Vivienda: lo que no se dice

El hecho de que las calles de todos los países se parezcan cada vez más no significa que se ajusten a los mismos patrones sociológicos. En España la vivienda es mucho más que un espacio residencial. Tiene tantos matices que cualquier regulación está condenada a fracasar. Todos somos conscientes de que es un mercado muy inflacionista, lo que hacen imposible el acceso a la vivienda para muchas personas, pero quienes opinan que basta liberalizar el suelo para abaratarlas, no tienen más que recuperar las tablas de revalorización durante la época de Aznar. Quien, por el contrario, suponga que los precios pueden controlarse con más regulaciones, como el actual Gobierno, comprobará pronto la escasa eficacia de esa medida en los pocos lugares donde se ha puesto en práctica.

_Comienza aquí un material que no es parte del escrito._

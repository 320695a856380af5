//! Comma-separated coordinate fallback
//!
//! The last interpretation tried: a bare list of comma-delimited floats.
//! Two values make a point, four make an extent; anything else yields no
//! geometry. No coordinate system is ever known from this format.

use crate::geometry::{Extent, Geometry, Point};

/// Parse `x,y` or `xmin,ymin,xmax,ymax`. Returns `None` unless every
/// token parses as a float and the count is exactly 2 or 4.
pub fn parse_coordinate_list(source: &str) -> Option<Geometry> {
    let mut values = Vec::new();
    for token in source.split(',') {
        values.push(token.trim().parse::<f64>().ok()?);
    }

    match values.as_slice() {
        [x, y] => Some(Geometry::Point(Point::new(*x, *y))),
        [xmin, ymin, xmax, ymax] => Some(Geometry::Extent(Extent {
            xmin: *xmin,
            ymin: *ymin,
            xmax: *xmax,
            ymax: *ymax,
            spatial_reference: None,
        })),
        _ => None,
    }
}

En este asunto se enfrentan dos bloques tectónicos en constante fricción, el derecho a una vivienda y su condición de negocio muy lucrativo. Una difícil convivencia que ningún gobierno ha sabido conciliar y que tampoco va a resolver una empresa pública, por mucho que construya, o el plan de Feijoo, que no podrá sacar suelo al mercado de forma masiva en mucho tiempo, con todos los planes de urbanismo anulados y votando él mismo en contra de la norma que pretendía evitar que sean sistemáticamente tumbados. Igual que no ha dado ningún resultado la idea del actual Gobierno cántabro de disparar los precios autorizados para la VPO. ¿Para qué queremos gastarnos dinero público en poner viviendas protegidas en el mercado al precio de las libres? ¿Por qué no acuden los promotores ni siquiera en estas condiciones tan ventajosas?

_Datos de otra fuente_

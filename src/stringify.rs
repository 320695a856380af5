//! Feature re-serialization
//!
//! The copy path: a feature's geometry is projected into the requested
//! coordinate system (through an opaque projection seam), optionally
//! reduced to its extent or centroid, and formatted as an Esri JSON
//! feature, a bare Esri JSON geometry, or comma-separated text. CSV
//! output exists only for points (`x,y`) and extents
//! (`xmin,ymin,xmax,ymax`); other shapes produce no CSV.

use crate::geometry::{esri_json, Extent, Feature, Geometry, Point, SpatialReference};

/// Geometry reduction applied before formatting.
#[derive(Debug, Clone, Copy, PartialEq, Eq)]
pub enum GeometryReduction {
    Original,
    Extent,
    Centroid,
}

impl GeometryReduction {
    pub fn from_name(name: &str) -> Option<Self> {
        match name {
            "original" => Some(GeometryReduction::Original),
            "extent" => Some(GeometryReduction::Extent),
            "centroid" => Some(GeometryReduction::Centroid),
            _ => None,
        }
    }
}

/// Output text format.
#[derive(Debug, Clone, Copy, PartialEq, Eq)]
pub enum OutputFormat {
    JsonFeature,
    JsonGeometry,
    Csv,
}

impl OutputFormat {
    pub fn from_name(name: &str) -> Option<Self> {
        match name {
            "json-feature" => Some(OutputFormat::JsonFeature),
            "json-geometry" => Some(OutputFormat::JsonGeometry),
            "csv" => Some(OutputFormat::Csv),
            _ => None,
        }
    }
}

#[derive(Debug, Clone, Copy)]
pub struct StringifyOptions {
    pub reduction: GeometryReduction,
    pub format: OutputFormat,
    pub spatial_reference: SpatialReference,
}

/// Reprojection seam. The math lives elsewhere; this pipeline only needs
/// `project` to return the same shape expressed in the target frame.
pub trait ProjectGeometry {
    fn project(
        &self,
        geometry: &Geometry,
        target: SpatialReference,
    ) -> anyhow::Result<Geometry>;
}

/// Seam implementation for pipelines with no projection engine wired in:
/// refuses any cross-frame request.
pub struct NoProjection;

impl ProjectGeometry for NoProjection {
    fn project(
        &self,
        geometry: &Geometry,
        target: SpatialReference,
    ) -> anyhow::Result<Geometry> {
        let source = geometry
            .spatial_reference()
            .map(|sr| sr.wkid.to_string())
            .unwrap_or_else(|| "unknown".to_string());
        anyhow::bail!(
            "no projection engine configured (cannot project wkid {} to {})",
            source,
            target.wkid
        )
    }
}

/// Serialize one feature. Returns `Ok(None)` when the requested format
/// has no representation for the feature's geometry.
pub fn stringify(
    feature: &Feature,
    options: &StringifyOptions,
    projector: &dyn ProjectGeometry,
) -> anyhow::Result<Option<String>> {
    let mut geometry = None;
    if let Some(original) = &feature.geometry {
        let projected = match original.spatial_reference() {
            Some(source) if source != options.spatial_reference => {
                projector.project(original, options.spatial_reference)?
            }
            _ => original.clone(),
        };
        geometry = match options.reduction {
            GeometryReduction::Original => Some(projected),
            GeometryReduction::Extent => extent_of(&projected).map(Geometry::Extent),
            GeometryReduction::Centroid => centroid_of(&projected).map(Geometry::Point),
        };
    }

    match options.format {
        OutputFormat::JsonFeature => {
            let reduced = Feature {
                attributes: feature.attributes.clone(),
                geometry,
            };
            let text = serde_json::to_string(&esri_json::feature_to_json(&reduced))?;
            Ok(Some(text))
        }
        OutputFormat::JsonGeometry => match geometry {
            Some(geometry) => {
                let text = serde_json::to_string(&esri_json::geometry_to_json(&geometry))?;
                Ok(Some(text))
            }
            None => Ok(None),
        },
        OutputFormat::Csv => Ok(geometry.as_ref().and_then(csv_of)),
    }
}

fn csv_of(geometry: &Geometry) -> Option<String> {
    match geometry {
        Geometry::Point(point) => Some(format!("{},{}", point.x, point.y)),
        Geometry::Extent(extent) => Some(format!(
            "{},{},{},{}",
            extent.xmin, extent.ymin, extent.xmax, extent.ymax
        )),
        _ => None,
    }
}

/// Axis-aligned bounds of a geometry. `None` when there are no vertices
/// to bound.
pub fn extent_of(geometry: &Geometry) -> Option<Extent> {
    let spatial_reference = geometry.spatial_reference();

    let mut bounds: Option<(f64, f64, f64, f64)> = None;
    let mut cover = |x: f64, y: f64| {
        bounds = Some(match bounds {
            None => (x, y, x, y),
            Some((xmin, ymin, xmax, ymax)) => {
                (xmin.min(x), ymin.min(y), xmax.max(x), ymax.max(y))
            }
        });
    };

    match geometry {
        Geometry::Point(point) => cover(point.x, point.y),
        Geometry::Multipoint(multipoint) => {
            for point in &multipoint.points {
                cover(point[0], point[1]);
            }
        }
        Geometry::Polyline(polyline) => {
            for path in &polyline.paths {
                for point in path {
                    cover(point[0], point[1]);
                }
            }
        }
        Geometry::Polygon(polygon) => {
            for ring in &polygon.rings {
                for point in ring {
                    cover(point[0], point[1]);
                }
            }
        }
        Geometry::Extent(extent) => return Some(extent.clone()),
    }

    bounds.map(|(xmin, ymin, xmax, ymax)| Extent {
        xmin,
        ymin,
        xmax,
        ymax,
        spatial_reference,
    })
}

/// Representative point of a geometry: the point itself, an extent's
/// center, the vertex mean of a multipoint or polyline, or the area
/// centroid of a polygon's first ring (vertex mean when the ring is
/// degenerate).
pub fn centroid_of(geometry: &Geometry) -> Option<Point> {
    let spatial_reference = geometry.spatial_reference();
    let at = |x: f64, y: f64| Point {
        x,
        y,
        z: None,
        m: None,
        spatial_reference,
    };

    match geometry {
        Geometry::Point(point) => Some(point.clone()),
        Geometry::Extent(extent) => Some(at(
            (extent.xmin + extent.xmax) / 2.0,
            (extent.ymin + extent.ymax) / 2.0,
        )),
        Geometry::Multipoint(multipoint) => vertex_mean(&multipoint.points).map(|(x, y)| at(x, y)),
        Geometry::Polyline(polyline) => {
            let all: Vec<_> = polyline.paths.iter().flatten().cloned().collect();
            vertex_mean(&all).map(|(x, y)| at(x, y))
        }
        Geometry::Polygon(polygon) => {
            let ring = polygon.rings.first()?;
            ring_centroid(ring)
                .or_else(|| vertex_mean(ring))
                .map(|(x, y)| at(x, y))
        }
    }
}

fn vertex_mean(points: &[Vec<f64>]) -> Option<(f64, f64)> {
    if points.is_empty() {
        return None;
    }
    let (sx, sy) = points
        .iter()
        .fold((0.0, 0.0), |(sx, sy), point| (sx + point[0], sy + point[1]));
    let n = points.len() as f64;
    Some((sx / n, sy / n))
}

/// Shoelace centroid of a closed ring. `None` when the signed area is too
/// small to divide by.
fn ring_centroid(ring: &[Vec<f64>]) -> Option<(f64, f64)> {
    if ring.len() < 3 {
        return None;
    }
    let mut area = 0.0;
    let mut cx = 0.0;
    let mut cy = 0.0;
    for i in 0..ring.len() {
        let (x0, y0) = (ring[i][0], ring[i][1]);
        let j = (i + 1) % ring.len();
        let (x1, y1) = (ring[j][0], ring[j][1]);
        let cross = x0 * y1 - x1 * y0;
        area += cross;
        cx += (x0 + x1) * cross;
        cy += (y0 + y1) * cross;
    }
    area /= 2.0;
    if area.abs() < f64::EPSILON {
        return None;
    }
    Some((cx / (6.0 * area), cy / (6.0 * area)))
}

#[cfg(test)]
mod tests {
    use super::*;
    use serde_json::json;
    use std::cell::Cell;

    fn point_feature(x: f64, y: f64, wkid: i32) -> Feature {
        Feature::from_geometry(Geometry::Point(Point {
            x,
            y,
            z: None,
            m: None,
            spatial_reference: Some(SpatialReference::new(wkid)),
        }))
    }

    fn options(
        reduction: GeometryReduction,
        format: OutputFormat,
        wkid: i32,
    ) -> StringifyOptions {
        StringifyOptions {
            reduction,
            format,
            spatial_reference: SpatialReference::new(wkid),
        }
    }

    /// Records whether `project` ran; shifts x by 1000 so the move is
    /// visible in output.
    struct ShiftProjector {
        called: Cell<bool>,
    }

    impl ProjectGeometry for ShiftProjector {
        fn project(
            &self,
            geometry: &Geometry,
            target: SpatialReference,
        ) -> anyhow::Result<Geometry> {
            self.called.set(true);
            let mut projected = geometry.clone();
            if let Geometry::Point(point) = &mut projected {
                point.x += 1000.0;
            }
            projected.set_spatial_reference(target);
            Ok(projected)
        }
    }

    #[test]
    fn csv_point_is_two_fields() {
        let feature = point_feature(25.0, 65.0, 4326);
        let text = stringify(
            &feature,
            &options(GeometryReduction::Original, OutputFormat::Csv, 4326),
            &NoProjection,
        )
        .unwrap();
        assert_eq!(text.as_deref(), Some("25,65"));
    }

    #[test]
    fn csv_extent_is_four_fields() {
        let feature = Feature::from_geometry(Geometry::Extent(Extent {
            xmin: 0.0,
            ymin: 0.0,
            xmax: 10.0,
            ymax: 10.0,
            spatial_reference: Some(SpatialReference::WGS84),
        }));
        let text = stringify(
            &feature,
            &options(GeometryReduction::Original, OutputFormat::Csv, 4326),
            &NoProjection,
        )
        .unwrap();
        assert_eq!(text.as_deref(), Some("0,0,10,10"));
    }

    #[test]
    fn csv_of_a_polygon_yields_nothing() {
        let feature = Feature::from_geometry(Geometry::Polygon(crate::geometry::Polygon {
            rings: vec![vec![vec![0.0, 0.0], vec![4.0, 0.0], vec![0.0, 4.0], vec![0.0, 0.0]]],
            has_z: false,
            has_m: false,
            spatial_reference: Some(SpatialReference::WGS84),
        }));
        let text = stringify(
            &feature,
            &options(GeometryReduction::Original, OutputFormat::Csv, 4326),
            &NoProjection,
        )
        .unwrap();
        assert_eq!(text, None);
    }

    #[test]
    fn extent_reduction_bounds_the_polygon() {
        let feature = Feature::from_geometry(Geometry::Polygon(crate::geometry::Polygon {
            rings: vec![vec![vec![1.0, 2.0], vec![5.0, 2.0], vec![5.0, 8.0], vec![1.0, 2.0]]],
            has_z: false,
            has_m: false,
            spatial_reference: Some(SpatialReference::WGS84),
        }));
        let text = stringify(
            &feature,
            &options(GeometryReduction::Extent, OutputFormat::Csv, 4326),
            &NoProjection,
        )
        .unwrap();
        assert_eq!(text.as_deref(), Some("1,2,5,8"));
    }

    #[test]
    fn centroid_reduction_of_an_extent_is_its_center() {
        let feature = Feature::from_geometry(Geometry::Extent(Extent {
            xmin: 0.0,
            ymin: 0.0,
            xmax: 10.0,
            ymax: 20.0,
            spatial_reference: Some(SpatialReference::WGS84),
        }));
        let text = stringify(
            &feature,
            &options(GeometryReduction::Centroid, OutputFormat::Csv, 4326),
            &NoProjection,
        )
        .unwrap();
        assert_eq!(text.as_deref(), Some("5,10"));
    }

    #[test]
    fn square_ring_centroid_is_its_middle() {
        let ring = vec![
            vec![0.0, 0.0],
            vec![4.0, 0.0],
            vec![4.0, 4.0],
            vec![0.0, 4.0],
            vec![0.0, 0.0],
        ];
        let (cx, cy) = ring_centroid(&ring).unwrap();
        assert!((cx - 2.0).abs() < 1e-9);
        assert!((cy - 2.0).abs() < 1e-9);
    }

    #[test]
    fn matching_frames_skip_the_projector() {
        let feature = point_feature(1.0, 2.0, 4326);
        let projector = ShiftProjector {
            called: Cell::new(false),
        };
        stringify(
            &feature,
            &options(GeometryReduction::Original, OutputFormat::Csv, 4326),
            &projector,
        )
        .unwrap();
        assert!(!projector.called.get());
    }

    #[test]
    fn mismatched_frames_project_first() {
        let feature = point_feature(1.0, 2.0, 4326);
        let projector = ShiftProjector {
            called: Cell::new(false),
        };
        let text = stringify(
            &feature,
            &options(GeometryReduction::Original, OutputFormat::Csv, 3857),
            &projector,
        )
        .unwrap();
        assert!(projector.called.get());
        assert_eq!(text.as_deref(), Some("1001,2"));
    }

    #[test]
    fn json_feature_keeps_attributes() {
        let mut feature = point_feature(1.0, 2.0, 4326);
        feature
            .attributes
            .insert("name".to_string(), json!("sample"));
        let text = stringify(
            &feature,
            &options(GeometryReduction::Original, OutputFormat::JsonFeature, 4326),
            &NoProjection,
        )
        .unwrap()
        .unwrap();
        let round: serde_json::Value = serde_json::from_str(&text).unwrap();
        assert_eq!(round["attributes"]["name"], json!("sample"));
        assert_eq!(round["geometry"]["x"], json!(1.0));
    }

    #[test]
    fn no_projection_refuses_cross_frame_requests() {
        let feature = point_feature(1.0, 2.0, 4326);
        let result = stringify(
            &feature,
            &options(GeometryReduction::Original, OutputFormat::Csv, 3857),
            &NoProjection,
        );
        assert!(result.is_err());
    }
}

La vivienda es, probablemente, el producto de gran consumo en el que las tecnologías menos han abaratado los costes. Hay muchas mejoras técnicas y de calidad, pero se construye como se construía, se tarda más o menos lo que se tardaba, muchos de los materiales se usan desde hace milenios y no se ha conseguido abaratar la producción significativamente. Sigue siendo necesaria mucha mano de obra y, cuando escasea tanto como ahora, los promotores se centran exclusivamente en las viviendas de lujo, que dejan más margen. 

Si estas circunstancias cambian en un futuro próximo gracias a la construcción industrializada, es posible que logremos superar por fin esa barrera que impide a muchos jóvenes independizarse o que muchas familias puedan tener una residencia digna sin gastar más de lo que pueden permitirse en un alquiler o en una hipoteca.

Por tanto, lo primero es conseguir abaratar los costes de construcción y reducir los tiempos de la tramitación urbanística, para evitar esos desajustes entre oferta y demanda, la auténtica razón de las posibilidades especulativas que siempre han sido consustanciales a la vivienda.

Habría que preguntarse por qué nuestra sociedad pone tan escaso empeño en investigar sobre las tecnologías de construcción, tan vitales o más que las del automóvil, por ejemplo. Quizá llegásemos a una conclusión políticamente incorrecta: en realidad, a nadie le interesa cambiar el status quo de la vivienda salvo a quienes necesitan comprar la primera. Todos los demás, acabamos participando del negocio y, como ocurre en la venta piramidal, el peor de los escenarios para esa gran mayoría es que se pare.

La revalorización hace que quienes ya tienen una vivienda se sientan propietarios de un patrimonio significativo y de un seguro para su vejez, algo que no tienen sociedades más ricas que la nuestra donde la mayoría son arrendatarios.

Que bajen los precios no le interesa, tampoco, a los propietarios de suelo, que esperan poder hacer un buen negocio; a los promotores inmobiliarios, porque reduciría sus márgenes; a los bancos, al recortar la demanda de crédito; a los ayuntamientos, que tienen en las tasas de vivienda y en los IBIs su principal fuente de ingresos; a las autonomías, que siguen gravándolas con unos tipos que solo se justificaban cuando se escrituraban muy por debajo de su valor; a los arrendadores… 

La vivienda es el mayor negocio de este país y soslayar esa realidad en las regulaciones dejaría un reguero interminable de perjudicados. La otra, es su enorme dimensión. Con un parque nacional de 19,5 millones de viviendas, no parece muy realista suponer que construir 100.000 públicas resuelva el problema, cuando ni siquiera estarán disponibles a medio plazo, ni que se pueda poder poner coto al alquiler turístico ahora que cientos de miles de familias se han subido a ese carro. La solución, si la hay, solo puede venir por una vía disruptiva, un nuevo modelo tecnológico para edificarlas, que las haga más baratas y mucho más rápidas de construir. Hasta ese momento, podemos esperar sentados.